▶ **Work to complete**
Your task is to copy the stretch of lines in the records below that begins with the line containing "let (summary, observed)" and ends with the line containing "filter_by_labels(&mut observed, &self.selector);", exactly as written, with nothing added.

▶ **Data for processing**
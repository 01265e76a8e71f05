//! Reconciler for converging a gateway onto a desired configuration.
//!
//! This module ties the pieces together: it dumps the observed
//! configuration from a backend, narrows it to the selected scope, runs the
//! diff engine, and hands the resulting events back to the backend.

use serde::Serialize;
use tracing::{debug, error, info, warn};

use crate::backend::{Backend, SyncOptions, SyncResult};
use crate::config::{ConfigHasher, Configuration, LabelSelector, filter_by_labels, filter_resource_types};
use crate::error::Result;
use crate::planner::{DiffEngine, DiffSummary, EventType};

/// Reconciler for a single backend.
pub struct Reconciler<'a, B: Backend> {
    /// Backend holding the observed configuration.
    backend: &'a B,
    /// Label selector applied to the observed configuration.
    selector: LabelSelector,
    /// Resource kinds to keep (all when empty).
    include: Vec<String>,
    /// Resource kinds to drop.
    exclude: Vec<String>,
    /// Lock holder name; generated when empty.
    holder: String,
    /// Configuration hasher.
    hasher: ConfigHasher,
}

/// Result of a reconciliation run.
#[derive(Debug, Default, Serialize)]
pub struct ReconciliationResult {
    /// Whether every event was applied.
    pub success: bool,
    /// Number of resources created.
    pub created: usize,
    /// Number of resources updated.
    pub updated: usize,
    /// Number of resources deleted.
    pub deleted: usize,
    /// Number of events that failed.
    pub failed: usize,
    /// Errors encountered.
    pub errors: Vec<String>,
}

/// Report of drift detection.
#[derive(Debug, Serialize)]
pub struct DriftReport {
    /// Whether drift was detected.
    pub has_drift: bool,
    /// Pending changes, one line per event.
    pub drifted_resources: Vec<String>,
    /// Number of resources in the desired configuration.
    pub desired_count: usize,
    /// Number of resources observed on the backend.
    pub observed_count: usize,
}

impl<'a, B: Backend> Reconciler<'a, B> {
    /// Creates a new reconciler.
    #[must_use]
    pub fn new(backend: &'a B) -> Self {
        Self {
            backend,
            selector: LabelSelector::default(),
            include: Vec::new(),
            exclude: Vec::new(),
            holder: String::new(),
            hasher: ConfigHasher::new(),
        }
    }

    /// Restricts the observed configuration to resources matching `selector`.
    #[must_use]
    pub fn with_label_selector(mut self, selector: LabelSelector) -> Self {
        self.selector = selector;
        self
    }

    /// Restricts the observed configuration to the selected resource kinds.
    #[must_use]
    pub fn with_resource_types(mut self, include: Vec<String>, exclude: Vec<String>) -> Self {
        self.include = include;
        self.exclude = exclude;
        self
    }

    /// Sets the name recorded in the backend lock.
    #[must_use]
    pub fn with_holder(mut self, holder: impl Into<String>) -> Self {
        self.holder = holder.into();
        self
    }

    /// Computes the events that would converge the backend on `desired`.
    ///
    /// # Errors
    ///
    /// Returns an error if the backend cannot be read or a resource type
    /// filter names an unknown kind.
    pub async fn plan(&self, desired: &Configuration) -> Result<DiffSummary> {
        let (summary, _) = self.compute(desired).await?;
        Ok(summary)
    }

    /// Applies the events that converge the backend on `desired`.
    ///
    /// The backend is locked for the whole run; the lock is released even
    /// when planning or applying fails.
    ///
    /// # Errors
    ///
    /// Returns an error if the backend cannot be locked, read or written.
    /// Events that fail to apply are reported in the result instead.
    pub async fn sync(&self, desired: &Configuration, options: SyncOptions) -> Result<ReconciliationResult> {
        info!("Starting sync against {} backend", self.backend.backend_type());

        let lock = self.backend.lock(&self.holder).await?;
        let outcome = self.sync_locked(desired, options).await;

        if let Err(e) = self.backend.unlock(&lock.lock_id).await {
            warn!("Failed to release backend lock {}: {e}", lock.lock_id);
        }

        outcome
    }

    async fn sync_locked(&self, desired: &Configuration, options: SyncOptions) -> Result<ReconciliationResult> {
        let summary = self.plan(desired).await?;

        if summary.is_empty() {
            info!("No changes required - backend is converged");
            return Ok(ReconciliationResult {
                success: true,
                ..ReconciliationResult::default()
            });
        }

        info!("{}", summary.summary_line());
        let results = self.backend.sync(&summary.events, options).await?;
        let result = ReconciliationResult::from_results(&results);

        if result.success {
            info!("Sync completed");
        } else {
            error!("Sync finished with {} failed event(s)", result.failed);
        }
        Ok(result)
    }

    /// Checks for drift without applying changes.
    ///
    /// # Errors
    ///
    /// Returns an error if the backend cannot be read.
    pub async fn check_drift(&self, desired: &Configuration) -> Result<DriftReport> {
        info!("Checking for drift against {} backend", self.backend.backend_type());

        let (summary, observed) = self.compute(desired).await?;

        Ok(DriftReport {
            has_drift: !summary.is_empty(),
            drifted_resources: summary.events.iter().map(ToString::to_string).collect(),
            desired_count: desired.resource_count(),
            observed_count: observed.resource_count(),
        })
    }

    /// Dumps and narrows the observed configuration, then diffs it.
    async fn compute(&self, desired: &Configuration) -> Result<(DiffSummary, Configuration)> {
        let mut observed = self.backend.dump().await?;
        filter_resource_types(&mut observed, self.include.as_slice(), self.exclude.as_slice())?;
        filter_by_labels(&mut observed, &self.selector);
        debug!("Observed {} resource(s)", observed.resource_count());

        let defaults = self.backend.default_value().await?;
        let events = DiffEngine::new(&defaults).diff(desired, &observed);
        let summary = DiffSummary::new(self.hasher.fingerprint(desired), events);

        Ok((summary, observed))
    }
}

impl ReconciliationResult {
    /// Tallies the per-event outcomes of a sync.
    #[must_use]
    pub fn from_results(results: &[SyncResult]) -> Self {
        let mut tally = Self::default();

        for result in results {
            if !result.success {
                tally.failed += 1;
                if let Some(error) = &result.error {
                    tally.errors.push(format!("{}: {error}", result.event));
                }
                continue;
            }
            match result.event.event_type() {
                EventType::Create => tally.created += 1,
                EventType::Update => tally.updated += 1,
                EventType::Delete => tally.deleted += 1,
            }
        }

        tally.success = tally.failed == 0;
        tally
    }
}

impl DriftReport {
    /// Returns true if the backend matches the desired configuration.
    #[must_use]
    pub const fn is_converged(&self) -> bool {
        !self.has_drift
    }
}

impl std::fmt::Display for DriftReport {
    fn fmt(&self, f: &mut std::fmt::Formatter<'_>) -> std::fmt::Result {
        if self.has_drift {
            writeln!(f, "Drift detected:")?;
            for resource in &self.drifted_resources {
                writeln!(f, "  - {resource}")?;
            }
        } else {
            writeln!(f, "No drift detected - backend is converged")?;
        }
        write!(
            f,
            "Desired resources: {}, observed resources: {}",
            self.desired_count, self.observed_count
        )
    }
}

impl std::fmt::Display for ReconciliationResult {
    fn fmt(&self, f: &mut std::fmt::Formatter<'_>) -> std::fmt::Result {
        let status = if self.success { "successful" } else { "failed" };
        writeln!(f, "Sync {status}:")?;
        writeln!(f, "  Created: {}", self.created)?;
        writeln!(f, "  Updated: {}", self.updated)?;
        writeln!(f, "  Deleted: {}", self.deleted)?;
        write!(f, "  Failed: {}", self.failed)?;

        if !self.errors.is_empty() {
            writeln!(f)?;
            write!(f, "  Errors:")?;
            for error in &self.errors {
                write!(f, "\n    - {error}")?;
            }
        }

        Ok(())
    }
}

▶ **Output**
        let (summary, observed) = self.compute(desired).await?;

        Ok(DriftReport {
            has_drift: !summary.is_empty(),
            drifted_resources: summary.events.iter().map(ToString::to_string).collect(),
            desired_count: desired.resource_count(),
            observed_count: observed.resource_count(),
        })
    }

    /// Dumps and narrows the observed configuration, then diffs it.
    async fn compute(&self, desired: &Configuration) -> Result<(DiffSummary, Configuration)> {
        let mut observed = self.backend.dump().await?;
        filter_resource_types(&mut observed, self.include.as_slice(), self.exclude.as_slice())?;
        filter_by_labels(&mut observed, &self.selector);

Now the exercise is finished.